> **Aim of the exercise**
Looking at the data below, state how many lines contain "match". No other words are wanted.

> **Data in this exercise**
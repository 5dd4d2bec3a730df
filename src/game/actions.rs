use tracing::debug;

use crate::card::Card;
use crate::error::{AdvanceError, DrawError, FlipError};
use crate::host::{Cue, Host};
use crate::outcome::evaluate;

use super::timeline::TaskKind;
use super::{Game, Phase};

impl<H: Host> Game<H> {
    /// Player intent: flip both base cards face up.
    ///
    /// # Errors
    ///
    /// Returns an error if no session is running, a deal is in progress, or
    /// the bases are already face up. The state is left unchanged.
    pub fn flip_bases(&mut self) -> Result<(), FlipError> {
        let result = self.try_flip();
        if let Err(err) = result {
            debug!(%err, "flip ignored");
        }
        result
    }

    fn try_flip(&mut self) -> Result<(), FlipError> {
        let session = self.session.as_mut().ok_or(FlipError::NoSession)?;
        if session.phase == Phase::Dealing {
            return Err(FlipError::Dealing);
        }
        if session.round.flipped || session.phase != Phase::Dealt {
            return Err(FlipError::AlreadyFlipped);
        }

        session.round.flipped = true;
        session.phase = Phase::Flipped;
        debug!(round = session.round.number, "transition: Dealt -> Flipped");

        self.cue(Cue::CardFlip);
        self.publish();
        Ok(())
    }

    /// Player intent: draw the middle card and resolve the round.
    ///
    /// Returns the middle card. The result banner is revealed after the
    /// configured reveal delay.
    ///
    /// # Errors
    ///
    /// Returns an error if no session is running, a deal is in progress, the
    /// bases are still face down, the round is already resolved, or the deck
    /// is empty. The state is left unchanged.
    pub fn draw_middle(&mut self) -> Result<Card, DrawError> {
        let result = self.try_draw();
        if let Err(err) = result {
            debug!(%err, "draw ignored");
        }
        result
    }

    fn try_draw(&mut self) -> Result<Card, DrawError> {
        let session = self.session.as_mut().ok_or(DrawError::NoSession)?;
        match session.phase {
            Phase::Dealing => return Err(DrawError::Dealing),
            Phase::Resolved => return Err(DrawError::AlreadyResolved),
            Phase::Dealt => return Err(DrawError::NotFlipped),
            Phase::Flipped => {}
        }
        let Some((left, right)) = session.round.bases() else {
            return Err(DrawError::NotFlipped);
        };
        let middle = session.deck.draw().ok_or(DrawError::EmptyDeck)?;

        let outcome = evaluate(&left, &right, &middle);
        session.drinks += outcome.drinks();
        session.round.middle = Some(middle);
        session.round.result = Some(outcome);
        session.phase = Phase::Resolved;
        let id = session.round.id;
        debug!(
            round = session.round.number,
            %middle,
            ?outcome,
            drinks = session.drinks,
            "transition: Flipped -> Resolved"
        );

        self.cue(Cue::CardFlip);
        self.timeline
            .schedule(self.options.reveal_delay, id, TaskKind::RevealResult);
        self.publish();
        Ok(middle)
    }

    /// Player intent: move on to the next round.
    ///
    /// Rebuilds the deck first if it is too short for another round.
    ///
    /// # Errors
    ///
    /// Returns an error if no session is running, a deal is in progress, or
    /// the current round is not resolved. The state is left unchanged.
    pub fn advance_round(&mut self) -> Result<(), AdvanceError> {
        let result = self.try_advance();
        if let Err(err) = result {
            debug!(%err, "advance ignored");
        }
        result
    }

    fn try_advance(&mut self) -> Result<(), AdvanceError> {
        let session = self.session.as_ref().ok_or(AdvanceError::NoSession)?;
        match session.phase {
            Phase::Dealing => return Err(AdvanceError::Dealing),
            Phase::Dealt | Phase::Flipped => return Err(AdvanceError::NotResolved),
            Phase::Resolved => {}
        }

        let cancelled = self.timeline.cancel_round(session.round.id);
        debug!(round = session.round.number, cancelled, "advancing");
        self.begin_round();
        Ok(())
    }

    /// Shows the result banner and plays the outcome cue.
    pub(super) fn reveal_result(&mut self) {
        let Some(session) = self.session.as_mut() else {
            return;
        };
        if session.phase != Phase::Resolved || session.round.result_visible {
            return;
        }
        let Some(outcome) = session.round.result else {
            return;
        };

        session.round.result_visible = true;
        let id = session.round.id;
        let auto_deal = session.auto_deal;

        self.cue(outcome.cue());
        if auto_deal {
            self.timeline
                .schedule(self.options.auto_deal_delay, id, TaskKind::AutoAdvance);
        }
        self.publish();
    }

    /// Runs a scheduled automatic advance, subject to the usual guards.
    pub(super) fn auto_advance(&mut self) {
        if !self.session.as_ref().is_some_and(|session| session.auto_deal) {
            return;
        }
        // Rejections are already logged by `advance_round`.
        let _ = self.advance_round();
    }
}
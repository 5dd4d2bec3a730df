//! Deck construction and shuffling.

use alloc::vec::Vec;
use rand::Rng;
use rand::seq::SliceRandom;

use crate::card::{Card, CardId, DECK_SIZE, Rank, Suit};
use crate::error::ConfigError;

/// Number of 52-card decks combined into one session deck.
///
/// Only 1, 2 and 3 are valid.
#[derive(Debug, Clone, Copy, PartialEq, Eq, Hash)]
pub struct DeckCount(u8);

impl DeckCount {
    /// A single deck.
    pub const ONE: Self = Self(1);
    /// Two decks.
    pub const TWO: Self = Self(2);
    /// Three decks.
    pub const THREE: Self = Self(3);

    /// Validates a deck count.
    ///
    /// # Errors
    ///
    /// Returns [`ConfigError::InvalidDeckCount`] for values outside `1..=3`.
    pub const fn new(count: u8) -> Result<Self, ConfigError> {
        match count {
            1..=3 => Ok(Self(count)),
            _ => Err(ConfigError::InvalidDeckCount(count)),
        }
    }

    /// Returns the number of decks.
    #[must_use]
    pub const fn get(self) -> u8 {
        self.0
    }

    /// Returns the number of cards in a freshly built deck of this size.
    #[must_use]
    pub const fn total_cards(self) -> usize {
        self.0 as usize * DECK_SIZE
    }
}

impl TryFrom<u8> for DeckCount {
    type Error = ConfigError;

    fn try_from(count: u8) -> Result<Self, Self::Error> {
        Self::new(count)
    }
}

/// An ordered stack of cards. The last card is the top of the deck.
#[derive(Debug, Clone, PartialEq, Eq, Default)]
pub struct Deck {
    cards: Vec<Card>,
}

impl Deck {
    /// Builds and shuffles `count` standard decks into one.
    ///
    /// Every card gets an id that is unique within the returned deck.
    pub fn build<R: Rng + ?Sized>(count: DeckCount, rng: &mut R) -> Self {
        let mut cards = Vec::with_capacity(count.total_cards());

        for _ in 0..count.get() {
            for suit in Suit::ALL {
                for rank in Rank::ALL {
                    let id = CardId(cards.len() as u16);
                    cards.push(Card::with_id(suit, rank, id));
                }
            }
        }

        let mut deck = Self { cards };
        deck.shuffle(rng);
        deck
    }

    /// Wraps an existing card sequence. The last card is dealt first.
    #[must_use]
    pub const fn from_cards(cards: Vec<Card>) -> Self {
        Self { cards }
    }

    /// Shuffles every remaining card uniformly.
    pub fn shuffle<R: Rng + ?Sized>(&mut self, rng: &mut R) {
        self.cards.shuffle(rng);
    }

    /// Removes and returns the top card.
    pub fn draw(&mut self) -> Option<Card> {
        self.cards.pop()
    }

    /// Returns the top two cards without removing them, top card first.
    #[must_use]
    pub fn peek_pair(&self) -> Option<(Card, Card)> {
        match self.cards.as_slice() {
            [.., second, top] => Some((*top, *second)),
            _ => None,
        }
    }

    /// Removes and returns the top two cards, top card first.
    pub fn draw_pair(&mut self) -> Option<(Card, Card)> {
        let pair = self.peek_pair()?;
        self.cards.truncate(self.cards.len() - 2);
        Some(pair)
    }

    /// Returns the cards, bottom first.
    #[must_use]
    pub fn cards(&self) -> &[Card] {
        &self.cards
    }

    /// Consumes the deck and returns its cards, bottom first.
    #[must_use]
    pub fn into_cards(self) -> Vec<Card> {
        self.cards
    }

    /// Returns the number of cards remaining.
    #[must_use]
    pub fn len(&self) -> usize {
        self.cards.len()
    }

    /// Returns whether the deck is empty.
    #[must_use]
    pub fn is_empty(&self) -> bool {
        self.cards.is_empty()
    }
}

> **Exercise result**
4